Mais pour la majorité, la question est ailleurs. Selon la présidente de la Commission des lois, ‘’la nature de la plainte contre X ou dirigée contre Monsieur le Député Ousmane Sonko importe peu’’. Madame Dieh Mandiaye Ba insiste sur le fait qu’il n’appartenait pas à la commission d’examiner l’affaire au fond, ni de se prononcer sur l’exactitude des faits, encore moins sur la culpabilité ou non de leur collègue. En revanche, les membres de la Commission des lois sont invités à se prononcer uniquement sur la mise en place de cette commission ad hoc, décidée par la Conférence des présidents. 

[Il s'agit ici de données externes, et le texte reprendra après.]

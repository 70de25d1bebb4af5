//! # Command Multiplexer
//!
//! Single outbound path for commands to the robot. Commands are posted to one of three channels
//! (base, arm, grip), each holding at most one pending command. A newer command on a channel
//! replaces the pending one, so only the latest demand is ever sent.
//!
//! The sender task services the channels in round robin order at a fixed frequency, writing at
//! most one command per tick. Each tick belongs to one channel whether or not it has anything
//! pending.

// ------------------------------------------------------------------------------------------------
// IMPORTS
// ------------------------------------------------------------------------------------------------

use comms_if::tc::{Channel, Tc};
use log::{debug, trace, warn};
use std::{
    io::Write,
    sync::{Mutex, MutexGuard},
    thread,
    time::{Duration, Instant},
};

use crate::task::TaskMonitor;

// ------------------------------------------------------------------------------------------------
// CONSTANTS
// ------------------------------------------------------------------------------------------------

const NUM_CHANNELS: usize = 3;

// ------------------------------------------------------------------------------------------------
// STRUCTS
// ------------------------------------------------------------------------------------------------

/// Latest-wins outbound command slots.
#[derive(Debug, Default)]
pub struct CommandMux {
    inner: Mutex<Slots>,
}

#[derive(Debug, Default)]
struct Slots {
    pending: [Option<Tc>; NUM_CHANNELS],

    /// Index into `Channel::ROUND_ROBIN` of the channel serviced on the next tick
    cursor: usize,

    /// A command has been taken but its write hasn't finished
    in_flight: bool,

    num_sent: u64,
}

// ------------------------------------------------------------------------------------------------
// ENUMS
// ------------------------------------------------------------------------------------------------

#[derive(Debug, thiserror::Error)]
pub enum MuxError {
    #[error("Could not write {0:?} to the control stream: {1}")]
    WriteError(Channel, std::io::Error),
}

// ------------------------------------------------------------------------------------------------
// IMPLS
// ------------------------------------------------------------------------------------------------

impl CommandMux {
    pub fn new() -> Self {
        Self::default()
    }

    /// Post a command, replacing any command pending on the same channel.
    pub fn post(&self, tc: Tc) {
        let channel = tc.channel();
        let mut slots = self.lock();
        if let Some(old) = slots.pending[channel.index()].replace(tc) {
            trace!("{:?} replaced by {:?}", old, tc);
        }
    }

    /// Remove and return the command pending on a channel.
    pub fn take(&self, channel: Channel) -> Option<Tc> {
        self.lock().pending[channel.index()].take()
    }

    /// Drop all pending commands.
    pub fn clear(&self) {
        let mut slots = self.lock();
        slots.pending = Default::default();
        slots.cursor = 0;
        slots.in_flight = false;
    }

    /// `true` if no command is pending on any channel or being written.
    pub fn is_empty(&self) -> bool {
        let slots = self.lock();
        !slots.in_flight && slots.pending.iter().all(Option::is_none)
    }

    /// Number of commands written since creation.
    pub fn num_sent(&self) -> u64 {
        self.lock().num_sent
    }

    /// Perform one tick: service the channel at the round robin cursor and advance the cursor.
    ///
    /// An empty channel still uses up its tick. Returns the channel written, or `None` if the
    /// channel at the cursor had nothing pending.
    pub fn step<W: Write>(&self, writer: &mut W) -> Result<Option<Channel>, MuxError> {
        // Write outside the lock
        let (channel, tc) = {
            let mut slots = self.lock();
            let channel = Channel::ROUND_ROBIN[slots.cursor];
            slots.cursor = (slots.cursor + 1) % NUM_CHANNELS;

            match slots.pending[channel.index()].take() {
                Some(tc) => {
                    slots.in_flight = true;
                    (channel, tc)
                }
                None => return Ok(None),
            }
        };

        let frame = tc.encode();
        let result = writer
            .write_all(frame.as_bytes())
            .and_then(|_| writer.flush());

        let mut slots = self.lock();
        slots.in_flight = false;
        result.map_err(|e| MuxError::WriteError(channel, e))?;
        slots.num_sent += 1;
        trace!("Sent {}", frame);

        Ok(Some(channel))
    }

    /// Sender task body. Steps the multiplexer once per `period` until the monitor stops.
    pub fn run<W: Write>(
        &self,
        writer: &mut W,
        period: Duration,
        monitor: &TaskMonitor,
    ) -> Result<(), MuxError> {
        while monitor.is_alive() {
            let start = Instant::now();

            self.step(writer)?;

            if let Some(rem) = period.checked_sub(start.elapsed()) {
                thread::sleep(rem);
            }
        }

        debug!("Command sender stopped with {} commands sent", self.num_sent());
        Ok(())
    }

    /// Block until all pending commands have been written or `timeout` elapses.
    ///
    /// Returns `true` if the multiplexer drained.
    pub fn wait_drained(&self, timeout: Duration, poll: Duration) -> bool {
        let start = Instant::now();
        while !self.is_empty() {
            if start.elapsed() >= timeout {
                warn!("Command queue not drained after {:?}", timeout);
                return false;
            }
            thread::sleep(poll);
        }
        true
    }

    fn lock(&self) -> MutexGuard<Slots> {
        // Slots are never left half updated
        match self.inner.lock() {
            Ok(g) => g,
            Err(e) => e.into_inner(),
        }
    }
}

// ------------------------------------------------------------------------------------------------
// TESTS
// ------------------------------------------------------------------------------------------------
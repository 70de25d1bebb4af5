//! # Equipment Interface
//!
//! This module defines the equipment specific data carried over the robot link: arm actuator
//! calibration and camera video frames.

// -----------------------------------------------------------------------------------------------
// MODULES
// -----------------------------------------------------------------------------------------------

pub mod arm;
pub mod cam;
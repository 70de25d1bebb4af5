//! Utility library for the youBot link software

// ---------------------------------------------------------------------------
// MODULES
// ---------------------------------------------------------------------------

pub mod host;
pub mod logger;
pub mod maths;
pub mod module;
pub mod params;
pub mod session;
pub mod time;

// ---------------------------------------------------------------------------
// REEXPORTS
// ---------------------------------------------------------------------------

pub use comms_if;
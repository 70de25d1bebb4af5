//! # Task Monitor
//!
//! Bookkeeping for the background threads started by a connection. Every thread holds a
//! `TaskGuard` for its lifetime, so the number of live tasks is always known, and checks
//! `TaskMonitor::is_alive` to know when to stop.

// ------------------------------------------------------------------------------------------------
// IMPORTS
// ------------------------------------------------------------------------------------------------

use log::{debug, info};
use std::{
    io,
    sync::{
        atomic::{AtomicBool, AtomicUsize, Ordering},
        Arc,
    },
    thread::{self, JoinHandle},
};

// ------------------------------------------------------------------------------------------------
// STRUCTS
// ------------------------------------------------------------------------------------------------

/// Liveness flag and live task counter shared by all background tasks.
#[derive(Debug, Default)]
pub struct TaskMonitor {
    alive: AtomicBool,
    num_tasks: AtomicUsize,
}

/// Held by a running task. Dropping it decrements the live task count.
#[derive(Debug)]
pub struct TaskGuard {
    monitor: Arc<TaskMonitor>,
    name: String,
}

// ------------------------------------------------------------------------------------------------
// IMPLS
// ------------------------------------------------------------------------------------------------

impl TaskMonitor {
    pub fn new() -> Self {
        Self::default()
    }

    /// Allow tasks to run.
    pub fn start(&self) {
        self.alive.store(true, Ordering::SeqCst);
    }

    /// Signal all tasks to stop at their next check.
    pub fn stop(&self) {
        self.alive.store(false, Ordering::SeqCst);
    }

    pub fn is_alive(&self) -> bool {
        self.alive.load(Ordering::SeqCst)
    }

    /// Number of tasks which have not yet exited.
    pub fn num_tasks(&self) -> usize {
        self.num_tasks.load(Ordering::SeqCst)
    }

    /// Register a task, returning the guard it must hold until it exits.
    pub fn register(self: &Arc<Self>, name: &str) -> TaskGuard {
        let n = self.num_tasks.fetch_add(1, Ordering::SeqCst) + 1;
        debug!("Task {} started, {} tasks running", name, n);
        TaskGuard {
            monitor: self.clone(),
            name: name.to_string(),
        }
    }

    /// Spawn a named thread which is registered with the monitor for its whole lifetime.
    pub fn spawn<F, T>(self: &Arc<Self>, name: &str, f: F) -> io::Result<JoinHandle<T>>
    where
        F: FnOnce() -> T + Send + 'static,
        T: Send + 'static,
    {
        let guard = self.register(name);
        thread::Builder::new().name(name.to_string()).spawn(move || {
            let _guard = guard;
            f()
        })
    }
}

impl Drop for TaskGuard {
    fn drop(&mut self) {
        let remaining = self.monitor.num_tasks.fetch_sub(1, Ordering::SeqCst) - 1;
        info!("Task {} exited, {} tasks remain", self.name, remaining);
    }
}

// ------------------------------------------------------------------------------------------------
// TESTS
// ------------------------------------------------------------------------------------------------

#[cfg(test)]
mod test {
    use super::*;
    use std::sync::mpsc;

    #[test]
    fn test_task_count() {
        let monitor = Arc::new(TaskMonitor::new());
        assert!(!monitor.is_alive());
        monitor.start();

        let (tx, rx) = mpsc::channel::<()>();
        let m = monitor.clone();
        let jh = monitor
            .spawn("test_task", move || {
                // Wait for the test to release the task
                rx.recv().ok();
                m.is_alive()
            })
            .unwrap();

        assert_eq!(monitor.num_tasks(), 1);

        monitor.stop();
        tx.send(()).unwrap();
        assert_eq!(jh.join().unwrap(), false);
        assert_eq!(monitor.num_tasks(), 0);
    }

    #[test]
    fn test_guard_without_thread() {
        let monitor = Arc::new(TaskMonitor::new());
        {
            let _a = monitor.register("a");
            let _b = monitor.register("b");
            assert_eq!(monitor.num_tasks(), 2);
        }
        assert_eq!(monitor.num_tasks(), 0);
    }
}
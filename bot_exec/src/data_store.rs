//! # Data Store
//!
//! Latest telemetry received from the robot, shared between the decode worker, the odometry
//! integrator, the navigation controller and external callers.
//!
//! All telemetry sits behind a single lock so that each update is applied as one unit. In
//! particular the lidar synchronised pose and wheel snapshot are taken in the same critical
//! section as the lidar scan update. Getters return copies.

// ------------------------------------------------------------------------------------------------
// IMPORTS
// ------------------------------------------------------------------------------------------------

use comms_if::{
    eqpt::arm::{self, ArmId, NUM_ARMS, NUM_JOINTS},
    tm::TmFrame,
};
use std::sync::{Mutex, MutexGuard};

use crate::loc::{Odometry, Pose, WheelEncoders};

// ------------------------------------------------------------------------------------------------
// STRUCTS
// ------------------------------------------------------------------------------------------------

/// Thread safe holder of the latest telemetry.
#[derive(Debug, Default)]
pub struct TelemetryStore {
    inner: Mutex<Telemetry>,
}

/// Telemetry held by the store.
#[derive(Debug, Default, Clone, PartialEq)]
pub struct Telemetry {
    /// Latest lidar scan
    pub lidar: Option<Vec<f64>>,

    /// Integrated pose at the moment the latest lidar scan arrived
    pub lidar_pose: Pose,

    /// Wheel encoders at the moment the latest lidar scan arrived
    pub lidar_wheels: Option<WheelEncoders>,

    /// Latest wheel encoder sample
    pub wheels: Option<WheelEncoders>,

    /// Latest odometry increments reported by the robot
    pub increment: Option<Vec<f64>>,

    /// Corrected joint angles of each arm, in degrees
    pub arm_pose: [Option<[f64; NUM_JOINTS]>; NUM_ARMS],

    /// Integrated pose
    pub pose: Pose,

    /// Sum of the absolute wheel encoder deltas integrated so far
    pub wheel_travel: f64,
}

/// A lidar scan with the pose and wheel sample taken when it arrived.
#[derive(Debug, Clone, PartialEq)]
pub struct LidarSnapshot {
    pub pose: Pose,
    pub wheels: Option<WheelEncoders>,
    pub scan: Vec<f64>,
}

// ------------------------------------------------------------------------------------------------
// IMPLS
// ------------------------------------------------------------------------------------------------

impl TelemetryStore {
    pub fn new() -> Self {
        Self::default()
    }

    /// Apply a decoded frame.
    ///
    /// Returns `true` if the frame carried a new wheel sample, in which case odometry should be
    /// integrated.
    pub fn apply(&self, frame: TmFrame) -> bool {
        match frame {
            TmFrame::Lidar(scan) => {
                self.set_lidar(scan);
                false
            }
            TmFrame::Increment(inc) => {
                self.lock().increment = Some(inc);
                false
            }
            TmFrame::ArmReading(arm_id, raw) => {
                self.set_arm_reading(arm_id, &raw);
                false
            }
            TmFrame::Wheels(w) => {
                self.set_wheels(w);
                true
            }
        }
    }

    /// Store a lidar scan, snapshotting the pose and wheels.
    pub fn set_lidar(&self, scan: Vec<f64>) {
        let mut tm = self.lock();
        tm.lidar_pose = tm.pose;
        tm.lidar_wheels = tm.wheels;
        tm.lidar = Some(scan);
    }

    pub fn set_wheels(&self, wheels: WheelEncoders) {
        self.lock().wheels = Some(wheels);
    }

    /// Store a raw arm reading, converted to corrected joint angles.
    pub fn set_arm_reading(&self, arm_id: ArmId, raw: &[f64; NUM_JOINTS]) {
        self.lock().arm_pose[arm_id.index()] = Some(arm::raw_to_logical(raw));
    }

    /// Store a recorded wheel sample and lidar scan as if they had just arrived together.
    pub fn set_recorded(&self, wheels: WheelEncoders, scan: Vec<f64>) {
        let mut tm = self.lock();
        tm.wheels = Some(wheels);
        tm.lidar_pose = tm.pose;
        tm.lidar_wheels = Some(wheels);
        tm.lidar = Some(scan);
    }

    /// Integrate the latest wheel sample into the pose using the given odometry state.
    pub fn integrate_wheels(&self, odom: &mut Odometry) {
        let mut tm = self.lock();

        if let Some(wheels) = tm.wheels {
            let mut pose = tm.pose;
            tm.wheel_travel += odom.update(&mut pose, &wheels);
            tm.pose = pose;
        }
    }

    /// Clear telemetry belonging to a link. The integrated pose is kept.
    pub fn reset_link(&self) {
        let mut tm = self.lock();
        let pose = tm.pose;
        let wheel_travel = tm.wheel_travel;

        *tm = Telemetry {
            pose,
            lidar_pose: pose,
            wheel_travel,
            ..Default::default()
        };
    }

    pub fn pose(&self) -> Pose {
        self.lock().pose
    }

    /// Latest lidar scan with the pose at which it was taken.
    pub fn lidar_scan(&self) -> Option<LidarSnapshot> {
        let tm = self.lock();
        tm.lidar.as_ref().map(|scan| LidarSnapshot {
            pose: tm.lidar_pose,
            wheels: tm.lidar_wheels,
            scan: scan.clone(),
        })
    }

    pub fn arm_pose(&self, arm_id: ArmId) -> Option<[f64; NUM_JOINTS]> {
        self.lock().arm_pose[arm_id.index()]
    }

    pub fn wheels(&self) -> Option<WheelEncoders> {
        self.lock().wheels
    }

    pub fn increment(&self) -> Option<Vec<f64>> {
        self.lock().increment.clone()
    }

    pub fn distance_travelled(&self) -> f64 {
        self.lock().wheel_travel
    }

    /// A panic while holding the lock cannot leave the telemetry half written, so poisoning is
    /// ignored.
    fn lock(&self) -> MutexGuard<'_, Telemetry> {
        match self.inner.lock() {
            Ok(g) => g,
            Err(p) => p.into_inner(),
        }
    }
}

// ------------------------------------------------------------------------------------------------
// TESTS
// ------------------------------------------------------------------------------------------------

#[cfg(test)]
mod test {
    use super::*;
    use std::sync::Arc;
    use std::thread;

    #[test]
    fn test_arm_reading_corrected() {
        let store = TelemetryStore::new();
        assert!(!store.apply(TmFrame::ArmReading(
            ArmId::Arm1,
            [50.0, 10.0, -100.0, 20.0, 170.0]
        )));

        assert_eq!(store.arm_pose(ArmId::Arm0), None);
        assert_eq!(
            store.arm_pose(ArmId::Arm1),
            Some([118.0, 56.0, -50.0, 85.0, 4.0])
        );
    }

    #[test]
    fn test_lidar_snapshot() {
        let store = TelemetryStore::new();
        assert!(store.lidar_scan().is_none());

        assert!(store.apply(TmFrame::Wheels([1.0, 2.0, 3.0, 4.0])));
        store.apply(TmFrame::Lidar(vec![2.0; 200]));

        // Moving the wheels afterwards doesn't affect the snapshot
        store.apply(TmFrame::Wheels([5.0, 6.0, 7.0, 8.0]));

        let snap = store.lidar_scan().unwrap();
        assert_eq!(snap.wheels, Some([1.0, 2.0, 3.0, 4.0]));
        assert_eq!(snap.scan.len(), 200);
        assert_eq!(store.wheels(), Some([5.0, 6.0, 7.0, 8.0]));
    }

    #[test]
    fn test_reset_link_keeps_pose() {
        let store = TelemetryStore::new();
        let mut odom = Odometry::new();

        store.set_wheels([0.0; 4]);
        store.integrate_wheels(&mut odom);
        store.set_wheels([4.0; 4]);
        store.integrate_wheels(&mut odom);
        store.apply(TmFrame::Increment(vec![0.1]));

        let pose = store.pose();
        assert!(pose.x_m > 0.0);

        store.reset_link();
        assert_eq!(store.pose(), pose);
        assert_eq!(store.wheels(), None);
        assert_eq!(store.increment(), None);
        assert_eq!(store.distance_travelled(), 16.0);
    }

    #[test]
    fn test_concurrent_readers() {
        let store = Arc::new(TelemetryStore::new());

        let writer = {
            let store = store.clone();
            thread::spawn(move || {
                for i in 0..500 {
                    let v = i as f64;
                    store.set_recorded([v; 4], vec![v; 200]);
                }
            })
        };

        // Every snapshot must be internally consistent
        for _ in 0..500 {
            if let Some(snap) = store.lidar_scan() {
                let w = snap.wheels.unwrap();
                assert!(snap.scan.iter().all(|r| *r == w[0]));
            }
        }

        writer.join().unwrap();
    }
}
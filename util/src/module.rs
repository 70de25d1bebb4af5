//! Module interfaces
//!
//! Cyclic control modules in `bot_exec` implement the `State` trait so they
//! can be driven from a task loop or stepped directly in tests.

// ---------------------------------------------------------------------------
// MODULE STATE
// ---------------------------------------------------------------------------

/// The module's internal state.
pub trait State {
    /// Data required during initialisation
    type InitData;
    /// An error which can occur during initialisation.
    type InitError;

    /// Data required for cyclic processing.
    type InputData;
    /// Data produced by cyclic processing.
    type OutputData;
    /// A report on the status of the cyclic processing.
    type StatusReport;
    /// An error which can occur during cyclic processing.
    type ProcError;

    /// Initialise the module.
    ///
    /// # Inputs
    /// - `init_data`: The input data required by the module
    ///
    /// # Outputs
    /// - On success `Ok(())`.
    /// - On error an `InitError` instance.
    fn init(&mut self, init_data: Self::InitData) -> Result<(), Self::InitError>;

    /// Main module processing function.
    ///
    /// # Inputs
    /// - `input_data`: The data required for processing by the module.
    ///
    /// # Outputs
    /// - On success a tuple of the output data and status report.
    /// - On error a `ProcError` instance.
    fn proc(
        &mut self,
        input_data: &Self::InputData,
    ) -> Result<(Self::OutputData, Self::StatusReport), Self::ProcError>;
}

Plus encline à avancer sur les questions politiques, Mously Diakhaté estime, quant à elle, que l’opposition est dans l’incohérence totale. Pour la députée du groupe parlementaire Benno Bokk Yaakaar, ‘’une commission doit être installée. Il a été demandé à l’opposition de donner ses représentants. Elle doit être constante dans sa démarche. Comment peut-elle accepter de donner des représentants dans la commission et attendre le moment du vote pour bouder ? Ce n’est pas sérieux. Ils auraient dû voter pour légitimer leurs représentants dans la commission ad hoc’’. 

Sur le vice de procédure souligné par ses collègues, Mously Diakhaté prend le contre-pied de ces accusations et assure qu’il ‘’n’y a jamais eu de X dans le texte que le président de l’Assemblée nationale a lu. Nous ne sommes pas fous au point de convoquer un collègue, élu du peuple, sur des accusations contre X. Il faut arrêter ces enfantillages. Ousmane Sonko est notre collègue, notre frère, un Sénégalais. Nous ne cherchons pas à le détruire, nous voulons écouter ce qu’il a à dire’’.  

Des informations confirmées par le député socialiste de la majorité, Abdoulaye Wilane, qui relève que Moustapha Niasse et Dieh Mandiaye Ba ont bien reçu des PV où le nom d’Ousmane Sonko est cité. Ce qui justifie, à ses yeux, la poursuite du processus de la levée de son immunité.

Aïda Mbodj : ‘’Nous comptons sur la presse…’’

Toutefois, cette procédure aura en face d’elle une opposition en bloc. Le président du groupe Liberté et démocratie, Serigne Cheikh Mbacké, a expliqué avoir boudé ‘’les travaux, car ce qui se passe est inadmissible. Macky est un dictateur et nous n’accepterons pas qu’il nous impose cela’’. La députée de la diaspora, Mame Diarra Fam, dénonce ‘’quelque chose d’horrible, capable de brûler le Sénégal’’.

Quant à l’avocate d’Ousmane Sonko, elle estime être en face ‘’d’un gouvernement qui veut museler à tout prix l’opposition’’. Raison pour laquelle, contre toutes les dérives observées, Aïda Mbodj compte sur la presse pour dénoncer cela.